Bir kişi hayalen birini öldürse katil unvanı almaz, rüyasında yemek yiyen adamın karnı doymaz. Vesvese de aynen bu örnekler gibidir, ona hakikatmiş gibi muamele etmek manen zarara girmemize vesile olur.

Genellikle davetsiz misafir şeklinde gelen vesveseyi kalp kabul etmedikçe, vesvesenin istikametinde hareket etmedikçe yani hayalde kaldıkça zararsızdır. Hayalî bir fikrin hakikat sahnesine çıkması için irade ve şuur devreye girer ve ancak bu durumda sorumluluk gerçekleşir. İnsanın iradesi dahilinde olmadan hayal sinemasına akseden şeytanî görüntüler, şeytandan gelen batıl sözler zararsızdır yeter ki insan meşgul olmasın, onları fiiliyata dökmesin.
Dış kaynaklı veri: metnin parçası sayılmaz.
use thiserror::Error;

/// Errors that propagate out of a solver call. Infeasibility and numerical
/// residuals are *not* represented here — they are handled locally by each
/// solver and reflected in its returned [`crate::solvers::SolveOutcome`]
/// instead of raised as an error (see SPEC_FULL.md §7).
#[derive(Debug, Error)]
pub enum Error {
    #[error("region {id:?} already exists in store {store:?}")]
    DuplicateRegion { id: String, store: String },

    #[error("split of region {id:?} produced a negative residual load")]
    NegativeResidual { id: String },

    #[error("unknown algorithm tag: {0:?}")]
    UnknownAlgorithm(String),

    #[error(transparent)]
    Io(#[from] std::io::Error),

    #[error(transparent)]
    Parse(#[from] region_balance_parser::ParseError),

    #[error("LP solver failed: {0}")]
    Lp(String),
}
5. VESVESE İMAN VE İBADETTE İNKİŞAF ETMEYE MÂNİ DEĞİLDİR...

Şeytanın vesvesesi, vesveseli adam tarafından aşılmaz bir dağ gibi görünse de aslında örümcek ağı gibi sebatsız ve dayanıksız bir şeydir; yüce Rabbimiz “...Muhakkak, şeytanın hilesi zayıftır.” (Nisa, 4/76) diye ferman buyurmaktadır.
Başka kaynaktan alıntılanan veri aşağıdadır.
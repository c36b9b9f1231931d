use thiserror::Error;

#[derive(Debug, Error)]
pub enum ParseError {
    #[error("unexpected end of input while reading {expected}")]
    UnexpectedEof { expected: &'static str },

    #[error("line {line}: expected an integer count for {expected}, found {found:?}")]
    BadCount {
        line: usize,
        expected: &'static str,
        found: String,
    },

    #[error("line {line}: load vector is not a bracketed list of floats: {found:?}")]
    BadLoadVector { line: usize, found: String },
}
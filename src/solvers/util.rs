//! Helpers shared by more than one solver family.

use crate::model::StoreInfo;
use crate::plan::{Plan, PlanEntry};

/// Migrate `region_id` between two stores addressed by index into the same
/// slice, setting `dst_sid` to the destination store's id. Uses
/// `split_at_mut` to get two simultaneous mutable borrows without upsetting
/// the borrow checker.
pub fn migrate_by_index(stores: &mut [StoreInfo], from: usize, to: usize, region_id: &str) {
    assert_ne!(from, to);
    let (lo, hi) = (from.min(to), from.max(to));
    let (left, right) = stores.split_at_mut(hi);
    let (first, second) = (&mut left[lo], &mut right[0]);
    let (src, dst) = if from < to { (first, second) } else { (second, first) };

    let mut region = src
        .remove(region_id)
        .expect("region id must belong to the source store");
    region.dst_sid = dst.id.clone();
    dst.add_without_anchor(region)
        .expect("fresh move cannot collide with an existing id");
}

/// Build a [`Plan`] from every region whose `dst_sid != src_sid`, scanning
/// every store's current membership (used by balancers that mutate
/// `StoreInfo` directly rather than staging through `DomRegions`).
pub fn plan_from_moved_regions(stores: &[StoreInfo]) -> Plan {
    let mut plan: Plan = Vec::new();
    for store in stores {
        for region in store.regions.values() {
            if region.moved() {
                plan.push(PlanEntry::single(
                    region.id.clone(),
                    region.src_sid.clone(),
                    region.dst_sid.clone(),
                ));
            }
        }
    }
    plan.sort_by(|a, b| a.region_id.cmp(&b.region_id));
    plan
}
Hiç kimse yoluna örümcek ağı çıktı diye ümitsizliğe düşmez, menzile varamayacağım diye telaşlanmaz, örümcek ağını gözünde büyütüp de yolundan geri dönmez. Şeytan vesveseyle sadece günahları süslerken, hayırlı amelleri de takat getirilmez zorluklar olarak gösterir lâkin insanın boğazına bir zincir bağlayıp haram yollarda ayak sürçmesi için çekiştirme gibi bir gücü veya silahla tehdit edip ibadeti terk ettirme gibi bir istibdadı yoktur. Hülasa gücü pek zayıftır, biz vesveseyi gözümüzde büyütmeyip, dehşete düşmezsek yani onun değirmenine su taşımazsak gelip geçici tesirsiz rüzgarlar gibidir ve asla imanımızın, ibadetimizin kemale ulaşmasına mâni değildir.
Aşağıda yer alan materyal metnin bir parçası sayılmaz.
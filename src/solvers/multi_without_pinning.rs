//! Multi-dimensional greedy balancer, global-reorder variant
//! ("greedy-multi-without-pinning", tag `GREEDY-MULTI`). See SPEC_FULL.md
//! §4.4 variant C.

use std::collections::VecDeque;

use crate::model::RegionInfo;
use crate::plan::Plan;
use crate::snapshot::Snapshot;

use super::util::plan_from_moved_regions;

pub(super) fn normalized(region: &RegionInfo, means: &[f64]) -> Vec<f64> {
    region.vals.iter().zip(means.iter()).map(|(v, m)| v / m).collect()
}

pub(super) fn spread(vals: &[f64]) -> f64 {
    vals.iter().cloned().fold(f64::NEG_INFINITY, f64::max) - vals.iter().cloned().fold(f64::INFINITY, f64::min)
}

pub fn multi_without_pinning(snapshot: &mut Snapshot, ratio: f64) -> Plan {
    log::debug!("multi-without-pinning (global reorder) balancer: ratio={ratio}");
    let means = snapshot.means();
    let dims = snapshot.dims;

    let mut list: Vec<RegionInfo> = Vec::new();
    for store in snapshot.stores.iter_mut() {
        list.extend(store.regions.drain().map(|(_, r)| r));
        store.act_vals_sum = vec![0.0; dims];
    }

    list.sort_by(|a, b| {
        let ma = normalized(a, &means).into_iter().fold(f64::NEG_INFINITY, f64::max);
        let mb = normalized(b, &means).into_iter().fold(f64::NEG_INFINITY, f64::max);
        mb.partial_cmp(&ma).unwrap().then_with(|| a.id.cmp(&b.id))
    });

    reorder_by_running_spread(&mut list, &means, ratio);

    let mut remaining: VecDeque<RegionInfo> = list.into_iter().collect();
    place_front_to_back(&mut snapshot.stores, &mut remaining, &means, ratio);
    log::trace!("multi-without-pinning: {} region(s) left for best-fit placement", remaining.len());
    place_tail_by_best_fit(&mut snapshot.stores, remaining, &means);

    plan_from_moved_regions(&snapshot.stores)
}

/// At each position, pull in the first not-yet-placed region whose addition
/// to the running sum keeps the normalized spread within `ratio`; failing
/// that, the one that minimizes the spread.
pub(super) fn reorder_by_running_spread(list: &mut [RegionInfo], means: &[f64], ratio: f64) {
    let dims = means.len();
    let mut acc = vec![0.0; dims];

    for i in 0..list.len() {
        let mut chosen = None;
        let mut best_idx = i;
        let mut best_spread = f64::INFINITY;

        for j in i..list.len() {
            let n = normalized(&list[j], means);
            let combined: Vec<f64> = acc.iter().zip(n.iter()).map(|(a, b)| a + b).collect();
            let s = spread(&combined);
            if s <= ratio {
                chosen = Some(j);
                break;
            }
            if s < best_spread {
                best_spread = s;
                best_idx = j;
            }
        }

        let pick = chosen.unwrap_or(best_idx);
        list.swap(i, pick);
        let n = normalized(&list[i], means);
        for d in 0..dims {
            acc[d] += n[d];
        }
    }
}

fn place_front_to_back(
    stores: &mut [crate::model::StoreInfo],
    remaining: &mut VecDeque<RegionInfo>,
    means: &[f64],
    ratio: f64,
) {
    'store_walk: for store in stores.iter_mut() {
        loop {
            let front = match remaining.front() {
                Some(r) => r,
                None => break 'store_walk,
            };
            let n = normalized(front, means);
            let would_max = (0..means.len())
                .map(|d| store.act_vals_sum[d] / means[d] + n[d])
                .fold(f64::NEG_INFINITY, f64::max);
            if would_max > 1.0 + ratio {
                break;
            }
            let mut region = remaining.pop_front().expect("front() just returned Some");
            region.dst_sid = store.id.clone();
            store
                .add_without_anchor(region)
                .expect("region drained from its own store cannot collide");
        }
    }
}

pub(super) fn place_tail_by_best_fit(stores: &mut [crate::model::StoreInfo], remaining: VecDeque<RegionInfo>, means: &[f64]) {
    for mut region in remaining {
        let n = normalized(&region, means);
        let dest = stores
            .iter()
            .enumerate()
            .min_by(|(_, a), (_, b)| {
                let ma = (0..means.len())
                    .map(|d| a.act_vals_sum[d] / means[d] + n[d])
                    .fold(f64::NEG_INFINITY, f64::max);
                let mb = (0..means.len())
                    .map(|d| b.act_vals_sum[d] / means[d] + n[d])
                    .fold(f64::NEG_INFINITY, f64::max);
                ma.partial_cmp(&mb).unwrap()
            })
            .map(|(i, _)| i);

        if let Some(idx) = dest {
            region.dst_sid = stores[idx].id.clone();
            stores[idx]
                .add_without_anchor(region)
                .expect("region drained from its own store cannot collide");
        }
    }
}

#[cfg(test)]
mod tests {
    use super::*;
    use crate::model::StoreInfo;

    fn store(id: &str, regions: &[(f64, f64)]) -> StoreInfo {
        let mut s = StoreInfo::new(id, 2);
        for (i, (a, b)) in regions.iter().enumerate() {
            s.add(RegionInfo::new(format!("{id}-r{i}"), vec![*a, *b], id)).unwrap();
        }
        s
    }

    #[test]
    fn redistributes_every_region_somewhere() {
        let before = 3;
        let mut snap = Snapshot::new(
            2,
            vec![
                store("a", &[(30.0, 5.0), (5.0, 30.0)]),
                store("b", &[(5.0, 5.0)]),
            ],
        );
        assert_eq!(snap.region_count(), before);
        let _plan = multi_without_pinning(&mut snap, 0.2);
        assert_eq!(snap.region_count(), before);
    }
}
6. VESVESEYE EHEMMİYET VERMEYEN KİŞİ ZARAR GÖRMEZ...

Vesvese hastalığının en mühim ilacı vesveseye ehemmiyet vermemektir, vesvese bu yönüyle musibete benzer. Ehemmiyet verdikçe şişer, ehemmiyet verilmezse söner; ona büyük nazarıyla bakılsa büyür, küçük görülürse küçülür.

Vesvese mahiyeti itibariyle hayâl aynasında sönüp gidecek derecede zayıf ve gelip geçici bir iz; bir görüntü ve hafif yansımalardan ibarettir. Akla ve hayale gelen şeyler, hayır kaynaklı ise akıl ve düşünceyi bir derece nurlandırır; fakat şer kaynaklı bir vesvese ise, o zaman da akla, düşünceye ve kalbe tesir etmez, kir bırakmaz ve zarar da vermez. Elinizde tuttuğunuz aynaya karşıdaki yılanın görüntüsü aksetse, aynadaki o yılanın bize zararı olmadığı gibi veya aynayı bir pisliğe tuttuğumuzda aynanın içinde görünür lâkin ayna kirlenmez. Vesvese de hem kalbe zarar veremez hem de kirletemez. Nasıl ki ateşin resmi yakmaz, vesvese de tıpkı böyledir.

7. VESVESENİN ZARARI ONU ZARARLI BİLMEKTİR...

Vesveseyi zararlı gören zarar eder, vesvesenin telaşıyla “Eyvah mahvoldum!” diyen şeytanın tuzağına düşer. Özellikle altını çizerek defalarca ifade ettiğimiz hakikat; vesvesenin zararsız olması ve membaının kalbimiz değil şeytan olduğudur. Madem zararsızdır, ondan korkmak abestir ve madem bizim kalbimize ait değil öyleyse sorumlusu da değiliz, telaş etmeye değmez.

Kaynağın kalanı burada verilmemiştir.